Politicians are fearing the worst, and rightly so, writes Willie O’Dea
Some while back I observed that you can identify the TDs who have decided not to contest the next election by the Zen-like serenity they exude as they walk around Leinster House.
That is not to say that every retiring TD is calm. This quality is reserved for the handful who have made this decision for themselves. The truth is that many have had that ‘decision’ imposed on them. They would give a limb to run again, but have reluctantly opted for retirement, rather than face the politician’s nightmare – losing their seat.
Retirement is an option not available to their more inexperienced government backbench colleagues. The madness and mayhem that will be the next election will not be easy for them.

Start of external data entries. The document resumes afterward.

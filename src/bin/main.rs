use policy_intake_advisor::{
    analysis::AnalysisOrchestrator,
    extract::MockExtractor,
    intake::{InMemorySessionStore, IntakeEngine},
    narrative::MockNarrator,
    store::InMemoryProfileSink,
};
use std::sync::Arc;
use tracing::info;

/// Offline demo: drives a scripted intake conversation against mock
/// collaborators and prints every exchange.
#[tokio::main]
async fn main() -> Result<(), Box<dyn std::error::Error>> {
    // Initialize tracing
    tracing_subscriber::fmt()
        .with_max_level(tracing::Level::DEBUG)
        .init();

    info!("Policy Intake Advisor demo starting");

    let orchestrator = Arc::new(AnalysisOrchestrator::new(
        Arc::new(MockExtractor::sample_coverage()),
        Arc::new(MockNarrator),
        Arc::new(InMemoryProfileSink::new()),
    ));
    let engine = IntakeEngine::new(Arc::new(InMemorySessionStore::new()), orchestrator);

    let user_id = "demo-user";
    let script = [
        "我是保險經紀人",
        "保障型",
        "3000",
        "30",
        "男",
        "2",
        "http://example.test/policy",
    ];

    for message in script {
        println!("\n>>> {}", message);
        match engine.advance(user_id, message).await.as_text() {
            Some(reply) => println!("<<< {}", reply),
            None => println!("<<< (no reply)"),
        }
    }

    Ok(())
}
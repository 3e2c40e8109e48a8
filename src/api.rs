//! REST API Server for the Policy Intake Advisor
//!
//! Exposes the intake engine via HTTP endpoints. The transport-specific
//! concerns (webhook signature verification, rich menus) stay in the
//! messaging gateway in front of this service.

use axum::{extract::State, http::StatusCode, routing::post, Json, Router};
use serde::{Deserialize, Serialize};
use std::sync::Arc;
use tower_http::cors::CorsLayer;
use tracing::info;

use crate::intake::IntakeEngine;
use crate::models::OutboundMessage;

/// =============================
/// Request Models
/// =============================

/// One validated inbound text event from the messaging gateway.
#[derive(Debug, Clone, Serialize, Deserialize)]
pub struct InboundEvent {
    pub user_id: String,
    pub text: String,
}

#[derive(Debug, Deserialize)]
pub struct WebhookRequest {
    pub events: Vec<InboundEvent>,
}

/// =============================
/// Response Wrapper
/// =============================

#[derive(Debug, Serialize, Deserialize)]
pub struct ApiResponse {
    pub success: bool,
    pub data: Option<serde_json::Value>,
    pub error: Option<String>,
    pub timestamp: String,
}

impl ApiResponse {
    pub fn success<T: Serialize>(data: T) -> Self {
        Self {
            success: true,
            data: serde_json::to_value(data).ok(),
            error: None,
            timestamp: chrono::Utc::now().to_rfc3339(),
        }
    }

    pub fn error(message: String) -> Self {
        Self {
            success: false,
            data: None,
            error: Some(message),
            timestamp: chrono::Utc::now().to_rfc3339(),
        }
    }
}

/// Reply for one processed event. `reply` is absent for the silent
/// no-op case.
#[derive(Debug, Serialize)]
pub struct EventReply {
    pub user_id: String,
    #[serde(skip_serializing_if = "Option::is_none")]
    pub reply: Option<String>,
}

/// =============================
/// API State
/// =============================

#[derive(Clone)]
pub struct ApiState {
    pub engine: Arc<IntakeEngine>,
}

/// =============================
/// Health Endpoint
/// =============================

async fn health() -> Json<serde_json::Value> {
    Json(serde_json::json!({
        "status": "healthy",
        "timestamp": chrono::Utc::now().to_rfc3339()
    }))
}

/// =============================
/// Webhook Endpoint
/// =============================

/// Events are processed in arrival order; the engine's per-user lock
/// keeps same-user messages serialized while cross-request traffic for
/// other users proceeds in parallel.
async fn webhook(
    State(state): State<ApiState>,
    Json(req): Json<WebhookRequest>,
) -> (StatusCode, Json<ApiResponse>) {
    info!(event_count = req.events.len(), "Received webhook batch");

    let mut replies = Vec::with_capacity(req.events.len());
    for event in &req.events {
        let outbound = state.engine.advance(&event.user_id, &event.text).await;
        replies.push(EventReply {
            user_id: event.user_id.clone(),
            reply: match outbound {
                OutboundMessage::Text(body) => Some(body),
                OutboundMessage::Silent => None,
            },
        });
    }

    (
        StatusCode::OK,
        Json(ApiResponse::success(serde_json::json!({
            "replies": replies,
        }))),
    )
}

/// =============================
/// Router
/// =============================

pub fn create_router(engine: Arc<IntakeEngine>) -> Router {
    let state = ApiState { engine };

    Router::new()
        .route("/health", axum::routing::get(health))
        .route("/webhook", post(webhook))
        .with_state(state)
        .layer(CorsLayer::permissive())
}

/// =============================
/// Server Startup
/// =============================

pub async fn start_server(
    engine: Arc<IntakeEngine>,
    port: u16,
) -> std::result::Result<(), Box<dyn std::error::Error>> {
    let router = create_router(engine);

    let listener = tokio::net::TcpListener::bind(format!("0.0.0.0:{}", port)).await?;

    info!("API Server listening on http://0.0.0.0:{}", port);
    info!("Local: http://127.0.0.1:{}", port);

    axum::serve(listener, router).await?;

    Ok(())
}

#[cfg(test)]
mod tests {
    use super::*;

    #[test]
    fn api_response_wraps_data() {
        let response = ApiResponse::success(serde_json::json!({"ok": true}));
        assert!(response.success);
        assert!(response.data.is_some());
        assert!(response.error.is_none());

        let response = ApiResponse::error("boom".to_string());
        assert!(!response.success);
        assert_eq!(response.error.as_deref(), Some("boom"));
    }

    #[test]
    fn event_reply_omits_silent_replies() {
        let reply = EventReply {
            user_id: "u1".to_string(),
            reply: None,
        };
        let json = serde_json::to_string(&reply).unwrap();
        assert!(!json.contains("reply"));
    }
}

With each passing opinion poll you could feel the pressure mounting on the Government TDs – even those polls that appeared on the surface to be good for the Government, or at least for one of the Government parties.
I won’t bore you with yet another analysis of the numbers, suffice to say that the one thing all the polls are agreed on is that there will be fewer Fine Gael and Labour TDs in the next Dail and more Fianna Fail, Sinn Fein and Independent ones.
What that tells you, and Government TDs, is that some of them are going to lose their seats, no matter what happens. They know the devil will take the hindmost, and they rightly fear that will be them.
This realisation has struck a number of Government backbench TDs (and a few ministers) in one of two ways.
Some of them have responded by believing even more in the hype and spin and thinking that sticking ever closer to Enda or Joan will save them from the public.
Perhaps they truly do believe the Government hype and imagine that the ‘indifferent duo’ can rescue them from their fate, but the more experienced constituency watchers reckon that the two leaders will have problems enough in their own constituencies.
Others – mainly Labour – have gone the other direction. They know that linking themselves to Joan and Enda cannot save them; indeed they fear that a visit from either to their constituency during the campaign will invite even more negative attention than they already experience.
Instead, they offer the Bart Simpson “it wasn’t me” defence to voters angered by broken promises, rural decline and the two-tier recovery.
Both groups are probably on a hiding to nothing as it is clear that the TDs who feel most vulnerable are the ones who have spent the last few years busying themselves at meetings and committees and studiously avoiding the public almost as carefully as they dodged Vincent Browne’s People’s Debates.
No amount of plastic posters, glossy leaflets or stage managed ‘public meetings’ can save them now. The TD who only discovers he has constituents a few weeks before the campaign starts, soon discovers himself no longer a TD when the campaign ends.
Particularly worrying is the extent to which some Government TDs, particularly Fine Gael ones, are in thrall to their leadership and dare not step out of line lest their careers be cut short. It is as if there is a photo of Lucinda Creighton hanging in the Fine Gael Whip’s waiting room, bearing the words: You Have Been Warned.
Such is the Kenny demagoguery that it may not be long until speaking out against Enda becomes a punishable offence, a bit like the hapless Thai gentlemen who fell foul of Thailand’s strict lèse-majesté laws for posting a sarcastic comment on Facebook about the regime and the King’s dog and now faces up to 40 years in prison.
Enda’s entourage must be looking on with awe.